Musicianship activities are an ideal preparation for instrumental lessons. With complete beginners, their levels of musicianship and aural skills vary according to whether there has been regular singing and other music-making at home, infant school and elsewhere. Typically beginners have no understanding of written music.
Why Musicianship?
Pupils participating in a Kodály programme gain firm musical foundations alongside their instrumental study.
Songs are introduced and learned aurally before they are seen in written form. Children build up a large singing repertoire, using very simple material which is easy to learn and work with. They gain musical understanding gradually in a holistic and methodical way, and their musical memory steadily expands.

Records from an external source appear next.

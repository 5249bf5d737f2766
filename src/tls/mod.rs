//! Browser-shaped TLS.
//!
//! Three pieces cooperate here:
//!
//! - **Profiles** ([`profiles`]): named recipes reproducing the ClientHello
//!   of specific browser builds, plus seed-driven randomized variants.
//! - **Hello assembly** ([`hello`]): the byte-level ClientHello encoder the
//!   profiles feed, and the JA3 fingerprint math.
//! - **The dialer** ([`dialer`]): raw dial → optional obfuscation → TLS
//!   handshake → verification, under cooperative cancellation.
//!
//! An obfuscated session ticket ([`ticket`]) can be attached so the exchange
//! reads as session resumption, keeping the server certificate off the wire
//! on the TLS 1.2 path.

pub mod dialer;
pub mod hello;
pub mod profiles;
pub mod ticket;

pub use dialer::{
    dial, CustomTlsConfig, ObfuscationLayer, RawDialer, TcpDialer, TransportStream, TunnelConn,
};
pub use hello::{ClientHelloSpec, Extension};
pub use profiles::{
    is_randomized_profile, is_tls13_profile, make_client_hello_spec, profile_uses_obfuscator,
    select_tls_profile, HelloInputs, SUPPORTED_TLS_PROFILES,
};
pub use ticket::{new_obfuscated_session_state, ObfuscatedSessionState, TICKET_KEY_LENGTH};

/// Dial errors, by kind. The establishment layer treats these differently:
/// configuration errors are fatal at load, everything else abandons the
/// attempt and lets the iterator advance.
#[derive(Debug, thiserror::Error)]
pub enum DialError {
    /// Invalid configuration; never surfaced mid-dial.
    #[error("configuration error: {0}")]
    Config(String),

    /// Raw dial or connection failure.
    #[error("transport error: {0}")]
    Transport(#[source] std::io::Error),

    /// The TLS or obfuscator handshake was rejected.
    #[error("handshake rejected: {0}")]
    HandshakeRejected(String),

    /// Post-handshake verification failed.
    #[error("untrusted peer: {0}")]
    UntrustedPeer(String),

    /// The caller's context was canceled or timed out.
    #[error("canceled")]
    Canceled,
}
impl ObfuscatorConfig {
    pub fn new(
        keyword: impl Into<String>,
        min_padding: Option<usize>,
        max_padding: Option<usize>,
    ) -> Result<Self, ObfuscationError> {
        let min = min_padding.unwrap_or(SEED_LENGTH);
        let max = max_padding.unwrap_or(OBFUSCATE_MAX_PADDING);
        if min < SEED_LENGTH || min > OBFUSCATE_MAX_PADDING {
            return Err(ObfuscationError::InvalidPaddingRange { min, max });
        }
        if max > OBFUSCATE_MAX_PADDING || max < min {
            return Err(ObfuscationError::InvalidPaddingRange { min, max });
        }
        Ok(ObfuscatorConfig {
            keyword: keyword.into(),
            padding_seed: None,
            min_padding: min,
            max_padding: max,
        })
    }

    /// Set the padding PRNG seed. Required for client obfuscators; allows
    /// replay of the padding and of the protocol attributes the server
    /// derives from it.
    pub fn with_padding_seed(mut self, seed: Seed) -> Self {
        self.padding_seed = Some(seed);
        self
    }
}

/// The seed-message handshake and per-direction stream ciphers.
///
/// Limitation: RC4 is vulnerable to ciphertext malleability, and the 32-bit
/// magic value provides only weak authentication. The format is kept for
/// compatibility with deployed peers; new protocols should not adopt it.
#[derive(Debug)]
pub struct Obfuscator {
    seed_message: Option<Vec<u8>>,
    padding_length: Option<usize>,
    client_to_server: Rc4,
    server_to_client: Rc4,
    padding_prng_seed: Seed,
    // The padding prefix: the seed both ends share for derived PRNGs. On
    // the client this is a pure function of padding_prng_seed, so replaying
    // that seed replays the server's derived decisions too.
    derived_prng_seed: Seed,
}

impl Obfuscator {
    /// Create a client-side obfuscator, staging a seed message for the caller
    /// to send.
    ///
    /// The config must carry a padding seed; it drives the padding PRNG so a
    /// later attempt can replay the identical seed message.
    pub fn new_client(config: &ObfuscatorConfig) -> Result<Self, ObfuscationError> {
        let padding_seed = config
            .padding_seed
            .ok_or(ObfuscationError::MissingPaddingSeed)?;
        let mut padding_prng = SeededPrng::new(&padding_seed);

        let mut seed = [0u8; OBFUSCATE_SEED_LENGTH];
        ring::rand::SecureRandom::fill(&ring::rand::SystemRandom::new(), &mut seed)
            .map_err(|_| ObfuscationError::EntropyFailure)?;

        let (mut client_to_server, server_to_client) = init_ciphers(&seed, &config.keyword);

        let padding = padding_prng.padding(config.min_padding, config.max_padding);
        let padding_length = padding.len();
        // min_padding >= SEED_LENGTH, so the prefix is always whole.
        let derived_prng_seed = Seed::from_bytes(&padding[..SEED_LENGTH])
            .ok_or(ObfuscationError::MissingPaddingSeed)?;

        let mut message =
            Vec::with_capacity(OBFUSCATE_SEED_LENGTH + 8 + padding_length);
        message.extend_from_slice(&seed);
        message.extend_from_slice(&OBFUSCATE_MAGIC_VALUE.to_be_bytes());
        message.extend_from_slice(&(padding_length as u32).to_be_bytes());
        message.extend_from_slice(&padding);
        client_to_server.xor_keystream(&mut message[OBFUSCATE_SEED_LENGTH..]);

        Ok(Obfuscator {
            seed_message: Some(message),
            padding_length: Some(padding_length),
            client_to_server,
            server_to_client,
            padding_prng_seed: padding_seed,
            derived_prng_seed,
        })
    }

    /// Create a server-side obfuscator by reading and validating the client's
    /// seed message.
    ///
    /// The magic value is validated before the padding length is acted upon:
    /// length validation is vulnerable to a chosen-ciphertext probing attack
    /// (only a fixed number of byte values for each length position is
    /// valid), so accepting length first would hand an attacker an oracle.
    pub async fn new_server<R>(
        reader: &mut R,
        config: &ObfuscatorConfig,
    ) -> Result<Self, ObfuscationError>
    where
        R: AsyncRead + Unpin,
    {
        let mut seed = [0u8; OBFUSCATE_SEED_LENGTH];
        reader.read_exact(&mut seed).await?;

        let (mut client_to_server, server_to_client) = init_ciphers(&seed, &config.keyword);

        // 4 bytes each for the magic value and padding length.
        let mut fixed = [0u8; 8];
        reader.read_exact(&mut fixed).await?;
        client_to_server.xor_keystream(&mut fixed);

        let magic = u32::from_be_bytes([fixed[0], fixed[1], fixed[2], fixed[3]]);
        let padding_length = u32::from_be_bytes([fixed[4], fixed[5], fixed[6], fixed[7]]);

        if magic != OBFUSCATE_MAGIC_VALUE {
            return Err(ObfuscationError::InvalidMagic(magic));
        }
        if padding_length as usize > OBFUSCATE_MAX_PADDING {
            return Err(ObfuscationError::InvalidPaddingLength(padding_length));
        }

        let mut padding = vec![0u8; padding_length as usize];
        reader.read_exact(&mut padding).await?;
        client_to_server.xor_keystream(&mut padding);

        // The leading padding bytes seed subsequent server-side randomness.
        // Legacy clients may send fewer than SEED_LENGTH bytes; generate a
        // fresh seed in that case.
        let padding_prng_seed = match Seed::from_bytes(padding.get(..SEED_LENGTH).unwrap_or(&[]))
        {
            Some(seed) => seed,
            None => Seed::new()?,
        };

        Ok(Obfuscator {
            seed_message: None,
            padding_length: None,
            client_to_server,
            server_to_client,
            padding_prng_seed,
            derived_prng_seed: padding_prng_seed,
        })
    }

    /// Take the staged seed message for sending. Client side only; the
    /// message is handed out once.
    pub fn take_seed_message(&mut self) -> Option<Vec<u8>> {
        self.seed_message.take()
    }

    /// The padding length chosen for the client seed message.
    pub fn padding_length(&self) -> Option<usize> {
        self.padding_length
    }

    /// The padding PRNG seed: the configured seed on the client (persist
    /// this one to replay the attempt), the seed recovered from the
    /// client's padding on the server.
    pub fn padding_prng_seed(&self) -> &Seed {
        &self.padding_prng_seed
    }

    /// A PRNG derived from the shared padding-prefix seed, distinguished by
    /// `salt`. Client and server derivations with the same salt replay the
    /// same stream.
    pub fn derived_prng(&self, salt: &str) -> SeededPrng {
        SeededPrng::with_salt(&self.derived_prng_seed, salt)
    }

    /// Apply the client→server stream cipher in place.
    pub fn obfuscate_client_to_server(&mut self, buf: &mut [u8]) {
        self.client_to_server.xor_keystream(buf);
    }

    /// Apply the server→client stream cipher in place.
    pub fn obfuscate_server_to_client(&mut self, buf: &mut [u8]) {
        self.server_to_client.xor_keystream(buf);
    }
}
#[cfg(test)]
mod tests {
    use super::*;

    fn config() -> CustomTlsConfig {
        CustomTlsConfig::new(Arc::new(Parameters::new()))
    }

    #[test]
    fn test_split_host_port() {
        assert_eq!(
            split_host_port("192.0.2.1:443").unwrap(),
            ("192.0.2.1".to_string(), 443)
        );
        assert_eq!(
            split_host_port("[2001:db8::1]:8443").unwrap(),
            ("2001:db8::1".to_string(), 8443)
        );
        assert!(split_host_port("no-port").is_err());
        assert!(split_host_port("host:badport").is_err());
    }

    #[test]
    fn test_sni_precedence_dial_addr_wins() {
        let mut cfg = config();
        cfg.use_dial_addr_sni = true;
        cfg.sni_server_name = Some("decoy.example.org".to_string());
        let decision = decide_sni(&cfg, "192.0.2.1");
        assert_eq!(decision.server_name.as_deref(), Some("192.0.2.1"));
        assert!(!decision.verify_after_handshake);
    }

    #[test]
    fn test_sni_precedence_configured_sni() {
        let mut cfg = config();
        cfg.sni_server_name = Some("decoy.example.org".to_string());
        let decision = decide_sni(&cfg, "192.0.2.1");
        assert_eq!(decision.server_name.as_deref(), Some("decoy.example.org"));
        assert!(!decision.rustls_insecure);
        assert!(!decision.verify_after_handshake);
    }

    #[test]
    fn test_sni_omitted_defers_verification() {
        let cfg = config();
        let decision = decide_sni(&cfg, "192.0.2.1");
        assert_eq!(decision.server_name, None);
        assert!(decision.rustls_insecure);
        assert!(decision.verify_after_handshake);
    }

    #[test]
    fn test_legacy_pin_suppresses_configured_sni() {
        let mut cfg = config();
        cfg.sni_server_name = Some("decoy.example.org".to_string());
        cfg.verify_legacy_certificate =
            Some(CertificateDer::from(vec![0x30, 0x82, 0x01, 0x00]));
        let decision = decide_sni(&cfg, "192.0.2.1");
        assert_eq!(decision.server_name, None);
        assert!(decision.verify_after_handshake);
    }

    #[test]
    fn test_skip_verify_skips_deferred_check() {
        let mut cfg = config();
        cfg.skip_verify = true;
        let decision = decide_sni(&cfg, "192.0.2.1");
        assert!(decision.rustls_insecure);
        assert!(!decision.verify_after_handshake);
    }

    #[test]
    fn test_legacy_certificate_byte_equality() {
        let pinned = CertificateDer::from(vec![1u8, 2, 3, 4]);
        let matching = vec![CertificateDer::from(vec![1u8, 2, 3, 4])];
        let mismatched = vec![CertificateDer::from(vec![1u8, 2, 3, 5])];

        assert!(verify_legacy_certificate(&matching, &pinned).is_ok());
        assert!(matches!(
            verify_legacy_certificate(&mismatched, &pinned),
            Err(DialError::UntrustedPeer(_))
        ));
        assert!(matches!(
            verify_legacy_certificate(&[], &pinned),
            Err(DialError::UntrustedPeer(_))
        ));
    }

    #[test]
    fn test_session_store_created_once() {
        let cfg = config();
        let a = cfg.session_store();
        let b = cfg.session_store();
        assert!(Arc::ptr_eq(&a, &b));
    }

    #[tokio::test]
    async fn test_dial_canceled_before_start() {
        let cfg = config();
        let token = CancellationToken::new();
        token.cancel();
        let result = dial(&token, "tcp", "192.0.2.1:443", &cfg, &TcpDialer).await;
        assert!(matches!(result, Err(DialError::Canceled)));
    }

    #[tokio::test]
    async fn test_randomized_seed_generated_when_absent() {
        // A randomized profile dial against an unreachable address still
        // exercises seed generation before the transport error surfaces.
        let mut cfg = config();
        cfg.tls_profile = Some(super::super::profiles::TLS_PROFILE_RANDOMIZED.to_string());
        assert!(cfg.randomized_hello_seed.is_none());

        struct FailingDialer;
        #[async_trait]
        impl RawDialer for FailingDialer {
            async fn dial(
                &self,
                _network: &str,
                _addr: &str,
            ) -> io::Result<Box<dyn TransportStream>> {
                Err(io::Error::new(io::ErrorKind::ConnectionRefused, "refused"))
            }
        }

        let token = CancellationToken::new();
        let result = dial(&token, "tcp", "192.0.2.1:443", &cfg, &FailingDialer).await;
        assert!(matches!(result, Err(DialError::Transport(_))));
    }
}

While working with the songs pupils develop fundamental skills required by all musicians, such as a sense of pulse, pitch awareness, and rhythmic control. They learn solfa names and handsigns for the pitches they are using, clap simple rhythms from simple notation and reading cards, and practise marking the pulse through enjoyable actions to accompany the songs. As pupils work in this way they are developing the ‘inner hearing’, an essential skill for musical development.
The songs provide the first material pupils learn to play on their instrument. With the songs already fixed in the memory, they understand the musical result they are aiming at. They can concentrate on listening to the sounds they are making while playing, and on building up the technical and physical skills required to play, so as to achieve successful musical performance.
Musical reading and writing begins with learning to read and write simple rhythms. Next pupils work with stick notation which combines rhythm with solfa to give pitch. This simplified staveless musical notation is used before conventional stave notation is introduced.
Musicianship training continues as an integral part of instrumental lessons. It is easy to make sessions fun with group-work, duets and ensemble performances.
A New Approach
Many conventional instrumental tutor books begin by presenting stave notation from the start. New pupils are faced with many challenging physical and intellectual tasks all at once. It is easy for the essential musicianship to get marginalised, because learning to read both rhythms and pitches in stave notation, as well as technical difficulties of managing the instrument, take precedence over Listening and Musicianship.
Following a Kodály approach, the pupil learns through the ears and multi-sensory musical experience, rather than through the eyes and intellect. When the ‘Inner Musician’ is trained first, real music can be played on the instrument from the start, achieved from musical foundations.